- Theatrical release poster
- Directed by: Gregory Nava
- Screenplay by: Gregory Nava Anna Thomas
- Produced by: Anna Thomas
- Starring: William Hurt; Timothy Hutton; Melissa Leo; Stockard Channing;
- Cinematography: James Glennon
- Edited by: Betsy Blankett Milicevic
- Music by: Music score: Ennio Morricone Featured music: Giuseppe Verdi
- Production company: Nelson Entertainment
- Distributed by: Columbia Pictures
- Release date: April 22, 1988 (United States);
- Running time: 118 minutes
- Country: United States
- Language: English
- Budget: $8,500,000
- Box office: $1,212,487

= A Time of Destiny =

1988 film by Gregory Nava

A Time of Destiny is a 1988 American war drama film directed by Gregory Nava and written by Nava and Anna Thomas. The story is based on the opera La forza del destino by Giuseppe Verdi. The motion picture was executive produced by Shep Gordon and Carolyn Pfeiffer. It features original music by veteran composer Ennio Morricone. The film starred William Hurt, Timothy Hutton, Melissa Leo and Stockard Channing.

Set during World War II in Italy and San Diego, the film tells of two friends who become enemies during the war.

==Plot==
Soldiers Martin and Jack are very good friends during World War II. While their friendship grows, they do not realize they are brothers-in-law. Martin eventually learns that Jack is married to his sister Josie.

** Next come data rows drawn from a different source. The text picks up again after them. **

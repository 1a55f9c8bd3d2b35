//! Process entry and panic handling for the nostd, nolibc memcheck binary.
//!
//! The memory symbols Rust core expects from libc come from the library itself (`symbols`
//! feature).  What remains here only makes sense for a standalone Linux process, so it is
//! `mod`'d by memcheck directly rather than by the shared `lib.rs`.
//!
//! This is mutually-exclusive with Rust std, which is automatically linked to for unit tests.

#![allow(unused)]

mod panic;
mod startup;
pub use startup::*;
use crate::types::c_int;

/// Terminate the process.
#[inline]
pub fn exit(status: c_int) -> ! {
    unsafe { crate::syscall::exit_group(status) }
}
pub mod mem;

When Jack and Josie elope, Jorge, her Basque immigrant father, tracks them down and abducts his daughter in order to dominate her with his "old-world" notions of marriage. However, when Jorge drowns in a lake after an auto accident, Martin (the black-sheep of the family) returns home and learns of his father's death. He vows revenge after he learns Jack has become his sworn enemy. Martin gets himself assigned to Jack's infantry platoon in Italy in order to seek vengeance.

==Cast==
- William Hurt as Martin Larraneta
- Timothy Hutton as Jack
- Melissa Leo as Josie Larraneta
- Francisco Rabal as Jorge Larraneta
- Concha Hidalgo as Sebastiana
- Stockard Channing as Margaret
- Megan Follows as Irene
- Frederick Coffin as Ed
- Peter Palmer as Policeman
- Kelly Pacheco as Young Josie
- Barry Miliefsky (actor) as young Navy sailor.

==Distribution==
The film was released in a limited basis on April 22, 1988. The box office opening weekend was $509,397 (216 screens).

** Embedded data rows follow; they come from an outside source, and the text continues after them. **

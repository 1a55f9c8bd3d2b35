//! Process entry point for memcheck.
//!
//! The kernel starts a static, nolibc executable at `_start` with the stack pointer at `argc`.
//! This recovers `argc`/`argv`/`envp`, aligns the stack, calls `main` and exits with its return
//! value.
//!
//! This should only be `mod`'d by memcheck, never by `lib.rs`, the build script, or tests.

#[cfg(not(any(
    all(target_os = "linux", target_arch = "aarch64"),
    all(target_os = "linux", target_arch = "x86_64"),
)))]
compile_error!("memcheck only supports Linux x86_64 and Linux AArch64.");

#[cfg(not(test))]
#[cfg(all(target_os = "linux", target_arch = "aarch64"))]
core::arch::global_asm!(
    "
    .globl _start
_start:
    mov x9, sp
    ldr x0, [x9]             // argc
    add x1, x9, #8           // argv
    add x2, x1, x0, lsl #3   // envp = argv + argc * 8
    add x2, x2, #8           // skip null terminator after argv
    and sp, x9, #0xfffffffffffffff0 // align sp
    bl main
    mov x8, #94              // __NR_exit_group
    svc #0
"
);

#[cfg(not(test))]
#[cfg(all(target_os = "linux", target_arch = "x86_64"))]
core::arch::global_asm!(
    "
    .globl _start
    .type _start, @function
_start:
    mov rbp, rsp
    mov rdi, [rbp]                       # argc
    lea rsi, [rbp + 8]                   # argv
    mov rdx, rdi
    lea rdx, [rsi + rdx*8 + 8]           # envp pointer
    and rsp, 0xFFFFFFFFFFFFFFF0
    sub rsp, 8
    # No libc initializes the FPU, and the sweeps must not depend on inherited rounding or traps.
    mov DWORD PTR [rsp], 0x00001F80
    ldmxcsr [rsp]
    mov WORD PTR [rsp], 0x037F
    fldcw [rsp]
    add rsp, 8
    call main
    mov rdi, rax
    mov rax, 231                         # __NR_exit_group
    syscall
    .size _start, . - _start
"
);

#[allow(dead_code)]
#[cfg(not(test))]
unsafe extern "C" {
    fn main(
        argc: isize,
        argv: *const *const core::ffi::c_char,
        envp: *const *const core::ffi::c_char,
    ) -> core::ffi::c_int;
}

Box office sales were disappointing. Total sales for the domestic run were $1,212,487 and in its widest release the film was shown in 220 screens. The film closed on June 23, 1988.

==Filming locations==
Filming locations included: Istria Peninsula, Croatia; País Vasco, Spain; and San Diego, California.

==Reception==

===Critical response===
Roger Ebert, film critic for the Chicago Sun-Times, liked the film but questioned the complex screenplay. Yet, Ebert was appreciative of the acting and wrote, "You see what I mean when I call the movie operatic. It glories in brooding vengeance, fatal flaws of character, coincidence and deep morality. Its plot is so labyrinthine that it constitutes the movie's major weakness; can we follow this convoluted emotional journey? Its passions are so large that they are a challenge to actors trained in a realistic tradition, but Hurt, who has the most difficult passages, rises to the occasion with one of the strangest and most effective performances he has given." His television partner Gene Siskel hated the film and put it on his worst of 1988 list.

Vincent Canby was not so kind to the filmmakers or the actors. He wrote in his review for The New York Times, "The movie includes some big, unimpressive battle scenes, a number of orangey sunsets, a lot of comic-strip dialogue ('I'm going to get revenge!' 'He's dead - he'll never forgive me now') and one memorable moment in which the silhouette of a gentle, southern California mountain range fades into the silhouette of a man lying on his death bed. The performances are not good."

The Washington Post was just as tough on Nava and Thomas. Film critic Rita Kempley said, "Hurt's role as a vengeful psycho churns up this laughable purple potboiler, but even the perennial Oscar nominee can't save it from itself."

==Soundtrack==
An original motion picture soundtrack was released on September 19, 1988, by Virgin Records. The CD, which has eighteen tracks, features original music composed for the film by Ennio Morricone. The recording includes orchestral sounds and several selections of Edda Dell'Orso's vocals. Selections from this soundtrack (mainly the track “Love and Dreams”) were used for the trailer of the film Wyatt Earp.